══ RECORDS FOR THE EXERCISE
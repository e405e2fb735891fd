use std::net::IpAddr;
use std::sync::{Mutex, MutexGuard, PoisonError};

use ahash::HashMap;
use tracing::debug;

use super::{
    Dataplane, INVALID_ID, IpFamily, MAX_API_TAG_LEN, MacAddr, Neighbor, PortFilterClient, Route,
    RoutePath,
};
use crate::{Error, Result};

const FIRST_DYNAMIC_VRF_ID: u32 = 1000;
const FIRST_SW_IF_INDEX: u32 = 1;

#[derive(Clone, Debug, Default, PartialEq, Eq)]
pub struct Table {
    pub tag: String,
    pub routes: HashMap<(IpAddr, u8), Vec<RoutePath>>,
    pub default_via: Option<u32>,
    pub default_mroute_via: Option<u32>,
}

#[derive(Clone, Copy, Debug, PartialEq, Eq)]
pub enum InterfaceKind {
    TunTap { mtu: u32 },
    Memif { socket_id: u32 },
}

#[derive(Clone, Debug, PartialEq, Eq)]
pub struct Interface {
    pub tag: String,
    pub kind: InterfaceKind,
    pub urpf_table: Option<u32>,
}

/// Everything the router would hold, minus allocation counters, so two
/// snapshots compare equal when the same resources exist.
#[derive(Clone, Debug, Default, PartialEq, Eq)]
pub struct DataplaneState {
    pub tables: HashMap<(IpFamily, u32), Table>,
    pub neighbors: HashMap<(u32, IpAddr), MacAddr>,
    pub port_filter_clients: HashMap<u32, PortFilterClient>,
    pub interfaces: HashMap<u32, Interface>,
}

impl DataplaneState {
    pub fn route(&self, table: u32, dst: &ipnetwork::IpNetwork) -> Option<&Vec<RoutePath>> {
        let family = IpFamily::from_network(dst);
        self.tables
            .get(&(family, table))
            .and_then(|t| t.routes.get(&(dst.network(), dst.prefix())))
    }

    pub fn route_count(&self) -> usize {
        self.tables.values().map(|t| t.routes.len()).sum()
    }
}

/// A dataplane call as seen by the router, recorded whether or not it
/// succeeded.
#[derive(Clone, Debug, PartialEq, Eq)]
pub enum Call {
    RouteAdd(Route),
    RouteDel(Route),
    AllocateVrf { family: IpFamily, tag: String },
    DeleteVrf { vrf_id: u32, family: IpFamily },
    AddNeighbor(Neighbor),
    DelNeighbor(Neighbor),
    AddPortFilterClient(PortFilterClient),
    DelPortFilterClient(u32),
    SetUrpf { sw_if_index: u32, table_id: u32 },
    UnsetUrpf(u32),
    AddDefaultRoute { vrf_id: u32, via: u32, family: IpFamily },
    DelDefaultRoute { vrf_id: u32, via: u32, family: IpFamily },
    AddDefaultMroute { vrf_id: u32, via: u32, family: IpFamily },
    DelDefaultMroute { vrf_id: u32, via: u32, family: IpFamily },
    CreateTunTap { tag: String, mtu: u32 },
    CreateMemif { tag: String, socket_id: u32 },
    DeleteInterface(u32),
}

impl Call {
    /// Calls that create router state. Failure injection counts only these.
    pub fn is_create(&self) -> bool {
        matches!(
            self,
            Call::RouteAdd(_)
                | Call::AllocateVrf { .. }
                | Call::AddNeighbor(_)
                | Call::AddPortFilterClient(_)
                | Call::SetUrpf { .. }
                | Call::AddDefaultRoute { .. }
                | Call::AddDefaultMroute { .. }
                | Call::CreateTunTap { .. }
                | Call::CreateMemif { .. }
        )
    }
}

#[derive(Debug)]
struct Inner {
    state: DataplaneState,
    next_vrf_id: u32,
    next_sw_if_index: u32,
    next_client_index: u32,
    calls: Vec<Call>,
    creates: usize,
    fail_create_at: Option<usize>,
}

impl Inner {
    fn record(&mut self, call: Call) -> Result<()> {
        debug!(?call, "dataplane call");
        let is_create = call.is_create();
        self.calls.push(call);
        if !is_create {
            return Ok(());
        }
        let n = self.creates;
        self.creates += 1;
        if self.fail_create_at == Some(n) {
            return Err(Error::Dataplane(format!("injected failure on create call {n}")));
        }
        Ok(())
    }

    fn table_mut(&mut self, family: IpFamily, id: u32) -> Result<&mut Table> {
        self.state
            .tables
            .get_mut(&(family, id))
            .ok_or_else(|| Error::NotFound(format!("{family} table {id}")))
    }
}

/// Router tables kept in process memory.
///
/// Adds of an existing resource and deletes of an absent one fail, the same
/// way the real router API rejects them. Table 0 exists for both families from
/// the start; other static tables are created with [`MemoryDataplane::ensure_table`].
#[derive(Debug)]
pub struct MemoryDataplane {
    inner: Mutex<Inner>,
}

impl Default for MemoryDataplane {
    fn default() -> Self {
        let mut state = DataplaneState::default();
        for family in IpFamily::ALL {
            state.tables.insert((family, 0), Table::default());
        }
        Self {
            inner: Mutex::new(Inner {
                state,
                next_vrf_id: FIRST_DYNAMIC_VRF_ID,
                next_sw_if_index: FIRST_SW_IF_INDEX,
                next_client_index: 0,
                calls: Vec::new(),
                creates: 0,
                fail_create_at: None,
            }),
        }
    }
}

impl MemoryDataplane {
    pub fn new() -> Self {
        Self::default()
    }

    fn lock(&self) -> MutexGuard<'_, Inner> {
        self.inner.lock().unwrap_or_else(PoisonError::into_inner)
    }

    /// Creates a statically numbered table in both families if missing.
    pub fn ensure_table(&self, id: u32, tag: &str) {
        let mut inner = self.lock();
        for family in IpFamily::ALL {
            inner.state.tables.entry((family, id)).or_insert_with(|| Table {
                tag: tag.to_string(),
                ..Default::default()
            });
        }
    }

    /// Makes the `n`th create call from now on (zero based) fail without
    /// effect.
    pub fn fail_create_at(&self, n: usize) {
        let mut inner = self.lock();
        inner.fail_create_at = Some(inner.creates + n);
    }

    pub fn snapshot(&self) -> DataplaneState {
        self.lock().state.clone()
    }

    pub fn calls(&self) -> Vec<Call> {
        self.lock().calls.clone()
    }

    pub fn create_count(&self) -> usize {
        self.lock().calls.iter().filter(|c| c.is_create()).count()
    }
}

fn check_tag(tag: &str) -> Result<()> {
    if tag.len() > MAX_API_TAG_LEN {
        return Err(Error::Dataplane(format!(
            "tag {tag} is {} bytes, limit is {MAX_API_TAG_LEN}",
            tag.len()
        )));
    }
    Ok(())
}

fn check_paths(inner: &Inner, route: &Route) -> Result<()> {
    if route.paths.is_empty() {
        return Err(Error::Dataplane(format!("route {route} has no paths")));
    }
    for path in &route.paths {
        if path.sw_if_index != INVALID_ID && !inner.state.interfaces.contains_key(&path.sw_if_index)
        {
            return Err(Error::NotFound(format!("interface {}", path.sw_if_index)));
        }
        if let Some(table) = path.table
            && !inner.state.tables.contains_key(&(route.family(), table))
        {
            return Err(Error::NotFound(format!("{} table {table}", route.family())));
        }
    }
    Ok(())
}
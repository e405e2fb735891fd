use clap::Parser;
use tokio::task::JoinError;
use tracing::{error, info};
use tracing_subscriber::{layer::SubscriberExt, util::SubscriberInitExt};
use vrf_cni::{
    Result, agent,
    config::{Cli, Commands},
    http,
};

#[tokio::main]
async fn main() -> Result<()> {
    let cli = Cli::parse();
    match cli.command {
        Commands::Agent(agent_args) => {
            setup_subscriber();

            let cancel = tokio_util::sync::CancellationToken::new();
            let mut metrics_handle = tokio::spawn(http::serve_metrics(
                agent_args.metrics_address,
                cancel.child_token(),
            ));
            let mut agent_handle = tokio::spawn(agent::start(agent_args, cancel.child_token()));
            let mut shutdown_handle = tokio::spawn(async move { shutdown_signal().await });
            // watch for shutdown and errors
            tokio::select! {
                h = &mut metrics_handle => exit("metrics", h),
                h = &mut agent_handle => exit("agent", h),
                _ = &mut shutdown_handle => {
                        cancel.cancel();
                        let (metrics, agent) = tokio::join!(metrics_handle, agent_handle);
                        exit("metrics", metrics);
                        exit("agent", agent);
                    },
            };
            info!("Exiting...");
        }
    }
    Ok(())
}

fn setup_subscriber() {
    tracing_subscriber::registry()
        .with(
            tracing_subscriber::EnvFilter::try_from_default_env()
                .unwrap_or_else(|_| "vrf_cni=info".into()),
        )
        .with(tracing_subscriber::fmt::layer())
        .init();
}

async fn shutdown_signal() {
    let ctrl_c = async {
        tokio::signal::ctrl_c()
            .await
            .expect("failed to install Ctrl+C handler");
    };
    let terminate = async {
        tokio::signal::unix::signal(tokio::signal::unix::SignalKind::terminate())
            .expect("failed to install signal handler")
            .recv()
            .await;
    };
    tokio::select! {
        _ = ctrl_c => {
          info!("captured ctrl_c signal");
        },
        _ = terminate => {},
    }
}

fn exit(task: &str, out: Result<Result<()>, JoinError>) {
    match out {
        Ok(Ok(_)) => {
            info!("{task} exited")
        }
        Ok(Err(e)) => {
            error!("{task} failed with error: {e}")
        }
        Err(e) => {
            error!("{task} task failed to complete: {e}")
        }
    }
}
use axum::Json;
use axum::http::StatusCode;
use axum::response::{IntoResponse, Response};
use tracing::error;

use crate::Error;
use crate::http::Reply;

impl Error {
    fn status_code(&self) -> StatusCode {
        match self {
            Error::Provision { source, .. } => source.status_code(),
            Error::NetworkNotFound(_)
            | Error::InvalidAnnotation(_)
            | Error::JsonConversion(_) => StatusCode::BAD_REQUEST,
            Error::Dataplane(_)
            | Error::NotFound(_)
            | Error::UnsupportedStateVersion { .. }
            | Error::StateDecode(_)
            | Error::StateEncode(_)
            | Error::IoError(_)
            | Error::YamlConversion(_)
            | Error::Task(_) => StatusCode::INTERNAL_SERVER_ERROR,
        }
    }
}

impl IntoResponse for Error {
    fn into_response(self) -> Response {
        let code = self.status_code();
        if code.is_server_error() {
            error!(e = %self, "request failed");
        }
        let reply = Reply {
            status: "fail".into(),
            message: Some(self.to_string()),
        };
        (code, Json(reply)).into_response()
    }
}
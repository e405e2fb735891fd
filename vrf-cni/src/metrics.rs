use std::sync::{LazyLock, PoisonError, RwLock};

use prometheus_client::metrics::counter::Counter;
use prometheus_client::metrics::gauge::Gauge;
use prometheus_client::registry::Registry;

pub static REGISTRY: LazyLock<RwLock<Registry>> =
    LazyLock::new(|| RwLock::new(Registry::with_prefix("vrf_cni")));

#[derive(Clone, Debug, Default)]
pub struct PodMetrics {
    pub pod_adds: Counter,
    pub pod_dels: Counter,
    pub pod_add_failures: Counter,
    pub active_pods: Gauge,
}

impl PodMetrics {
    /// Register pod metrics in `r` to start tracking them.
    pub fn register(self, r: &mut Registry) -> Self {
        r.register("pod_adds", "Number of pods wired", self.pod_adds.clone());
        r.register("pod_dels", "Number of pods removed", self.pod_dels.clone());
        r.register(
            "pod_add_failures",
            "Number of pod adds rolled back",
            self.pod_add_failures.clone(),
        );
        r.register(
            "active_pods",
            "Number of pods currently wired",
            self.active_pods.clone(),
        );
        self
    }

    /// Pod metrics registered in the global [`REGISTRY`].
    pub fn global() -> Self {
        let mut registry = REGISTRY.write().unwrap_or_else(PoisonError::into_inner);
        Self::default().register(&mut registry)
    }
}

pub fn encode_text() -> String {
    let registry = REGISTRY.read().unwrap_or_else(PoisonError::into_inner);
    let mut buffer = String::new();
    match prometheus_client::encoding::text::encode(&mut buffer, &registry) {
        Ok(_) => buffer,
        Err(_) => "".into(),
    }
}

#[cfg(test)]
mod test {
    use super::*;

    #[test]
    fn registered_counters_are_encoded() {
        let mut registry = Registry::with_prefix("vrf_cni");
        let metrics = PodMetrics::default().register(&mut registry);
        metrics.pod_adds.inc();
        metrics.active_pods.set(3);

        let mut out = String::new();
        prometheus_client::encoding::text::encode(&mut out, &registry).unwrap();
        assert!(out.contains("vrf_cni_pod_adds_total 1"));
        assert!(out.contains("vrf_cni_active_pods 3"));
    }
}
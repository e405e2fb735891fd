use std::net::SocketAddr;

use axum::Router;
use axum::routing::get;
use tokio::net::TcpListener;
use tokio_util::sync::CancellationToken;
use tracing::info;

use crate::Result;
use crate::http::shutdown;

pub(crate) async fn serve(addr: SocketAddr, cancel: CancellationToken) -> Result<()> {
    let listener = TcpListener::bind(addr).await?;
    info!("metrics listening on {}", addr);

    axum::serve(listener, router())
        .with_graceful_shutdown(shutdown(cancel))
        .await?;
    Ok(())
}

pub fn router() -> Router {
    Router::new()
        .route("/metrics", get(metrics))
        .route("/healthz", get(healthz))
}

async fn metrics() -> String {
    crate::metrics::encode_text()
}

async fn healthz() -> &'static str {
    "ok"
}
════
PROBLEM DETAILS. What you copy out must be exactly the lines from the line containing "use tracing::info;" through the end of the records.

ANSWER BELOW.
use tracing::info;

use crate::Result;
use crate::http::shutdown;

pub(crate) async fn serve(addr: SocketAddr, cancel: CancellationToken) -> Result<()> {
    let listener = TcpListener::bind(addr).await?;
    info!("metrics listening on {}", addr);

    axum::serve(listener, router())
        .with_graceful_shutdown(shutdown(cancel))
        .await?;
    Ok(())
}

pub fn router() -> Router {
    Router::new()
        .route("/metrics", get(metrics))
        .route("/healthz", get(healthz))
}

async fn metrics() -> String {
    crate::metrics::encode_text()
}

async fn healthz() -> &'static str {
    "ok"
}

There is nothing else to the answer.